Imatinib in pulmonary arterial hypertension patients with inadequate response to established therapy

Abstract

Rationale: Pulmonary arterial hypertension (PAH) is a progressive condition with a poor prognosis. Platelet-derived growth factor receptor (PDGFR) signaling plays an important role in its pathobiology.

Objectives: To assess safety, tolerability, and efficacy of the PDGFR inhibitor imatinib in patients with PAH.

Methods: Patients with PAH in functional classes II-IV were enrolled in a 24-week randomized, double-blind, placebo-controlled pilot study. Patients received imatinib (an inhibitor of PDGFR activity) 200 mg orally once daily (or placebo), which was increased to 400 mg if the initial dose was well tolerated. The primary endpoints were safety and change from baseline in the 6-minute-walk distance (6MWD). Secondary endpoints included hemodynamics and functional classification.
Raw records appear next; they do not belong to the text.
// SPDX-License-Identifier: MIT
// Copyright (c) 2025 ReifyDB

use super::{Diagnostic, FunctionError, function::join_types};

pub trait IntoDiagnostic {
	fn into_diagnostic(self) -> Diagnostic;
}

impl IntoDiagnostic for Diagnostic {
	fn into_diagnostic(self) -> Diagnostic {
		self
	}
}

impl IntoDiagnostic for FunctionError {
	fn into_diagnostic(self) -> Diagnostic {
		let message = self.to_string();
		let fragment = self.fragment().clone();

		let (code, label, help, notes) = match &self {
			FunctionError::UnknownFunction {
				..
			} => (
				"FUNCTION_001",
				Some("unknown function".to_string()),
				Some("Check the function name and available functions".to_string()),
				vec![],
			),
			FunctionError::ArityMismatch {
				expected,
				..
			} => (
				"FUNCTION_002",
				Some("wrong number of arguments".to_string()),
				Some(format!("Provide exactly {} arguments to function {}", expected, fragment.text())),
				vec![],
			),
			FunctionError::InvalidArgumentType {
				expected,
				..
			} => (
				"FUNCTION_004",
				Some("invalid argument type".to_string()),
				Some(format!("Provide an argument of type: {}", join_types(expected))),
				vec![],
			),
			FunctionError::InvalidParameter {
				parameter,
				..
			} => (
				"FUNCTION_010",
				Some(format!("invalid value for '{}'", parameter)),
				None,
				vec!["parameters are validated before any row is processed".to_string()],
			),
			FunctionError::MissingParameter {
				parameter,
				..
			} => (
				"FUNCTION_011",
				Some("missing parameter".to_string()),
				Some(format!("Pass '{}' as a named parameter", parameter)),
				vec![],
			),
			FunctionError::ChunkTypeMismatch {
				..
			} => (
				"FUNCTION_012",
				Some("mixed chunk types".to_string()),
				Some("Cast every chunk of the column to one type".to_string()),
				vec![],
			),
		};

		Diagnostic {
			code: code.to_string(),
			message,
			fragment,
			label,
			help,
			notes,
		}
	}
}

#[cfg(test)]
mod tests {
	use crate::{Error, Fragment, FunctionError, IntoDiagnostic, Type};

	#[test]
	fn test_unknown_function() {
		let diagnostic = FunctionError::UnknownFunction {
			function: Fragment::internal("cum_sum"),
		}
		.into_diagnostic();

		assert_eq!(diagnostic.code, "FUNCTION_001");
		assert_eq!(diagnostic.message, "Unknown function: cum_sum");
		assert_eq!(diagnostic.fragment.text(), "cum_sum");
	}

	#[test]
	fn test_invalid_argument_type() {
		let diagnostic = FunctionError::InvalidArgumentType {
			function: Fragment::internal("feature_hasher"),
			index: 0,
			expected: vec![Type::Int4, Type::Utf8],
			actual: Type::Boolean,
		}
		.into_diagnostic();

		assert_eq!(diagnostic.code, "FUNCTION_004");
		assert_eq!(
			diagnostic.message,
			"Function feature_hasher argument 1 has invalid type: expected one of [INT4, UTF8], got BOOL"
		);
		assert_eq!(diagnostic.help.as_deref(), Some("Provide an argument of type: INT4, UTF8"));
	}

	#[test]
	fn test_invalid_parameter() {
		let err = Error::from(FunctionError::InvalidParameter {
			function: Fragment::internal("feature_hasher"),
			parameter: "num_buckets".to_string(),
			reason: "must be at least 1".to_string(),
		});

		assert_eq!(err.code(), "FUNCTION_010");
		assert!(err.to_string().contains("num_buckets"));
	}

	#[test]
	fn test_return_error_macro() {
		fn fails() -> crate::Result<()> {
			crate::return_error!(FunctionError::MissingParameter {
				function: Fragment::internal("discounted_cum_sum"),
				parameter: "gamma".to_string(),
			});
		}

		let err = fails().unwrap_err();
		assert_eq!(err.code(), "FUNCTION_011");
	}
}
Measurements and main results: Fifty-nine patients enrolled (imatinib [n = 28]; placebo [n = 31]); 42 completed the study. Dropouts were equally matched between the two groups. In the intention-to-treat (ITT) population there was no significant change in the 6MWD (mean ± SD) in the imatinib versus placebo group (+22 ± 63 versus -1.0 ± 53 m). There was a significant decrease in pulmonary vascular resistance (imatinib -300 ± 347 versus placebo -78 ± 269 dynes · s · cm⁻⁵, P < 0.01) and increase in cardiac output (imatinib +0.6 ± 1.2 versus placebo -0.1 ± 0.9 L/min, P = 0.02). Serious adverse events occurred in 11 imatinib recipients (39%) and 7 placebo recipients (23%). Three deaths occurred in each group. Post hoc subgroup analyses suggest that patients with greater hemodynamic impairment may respond better than patients with less impairment.

Conclusions: These data from a Phase II study are consistent with imatinib being well tolerated in patients with PAH, and provide proof of concept for further studies evaluating its safety, tolerability, and efficacy in PAH. Clinical trial registered with www.clinicaltrials.gov (NCT00477269).

Figure 1.

Patient disposition in the intention-to-treat population.

Figure 2.

Mean change from baseline in pulmonary hemodynamics after 6 months of treatment with imatinib or placebo. (A) Mean pulmonary artery pressure (PAPm). (B) Cardiac output (CO). (C) Pulmonary vascular resistance (PVR). (D) 6-minute walking distance (6MWD).

Figure 3.

Mean change from baseline to study end in pulmonary hemodynamics in patients randomized to imatinib or placebo, stratified by baseline pulmonary vascular resistance (PVR) greater than or equal to 1,000 dynes · s · cm⁻⁵ (imatinib n = 8; placebo n = 12) or less than 1,000 dynes · s · cm⁻⁵ (imatinib n = 12; placebo n = 9). (A) Mean pulmonary artery pressure (PAPm). (B) Cardiac output (CO). (C) PVR. (D) 6-minute walking distance (6MWD).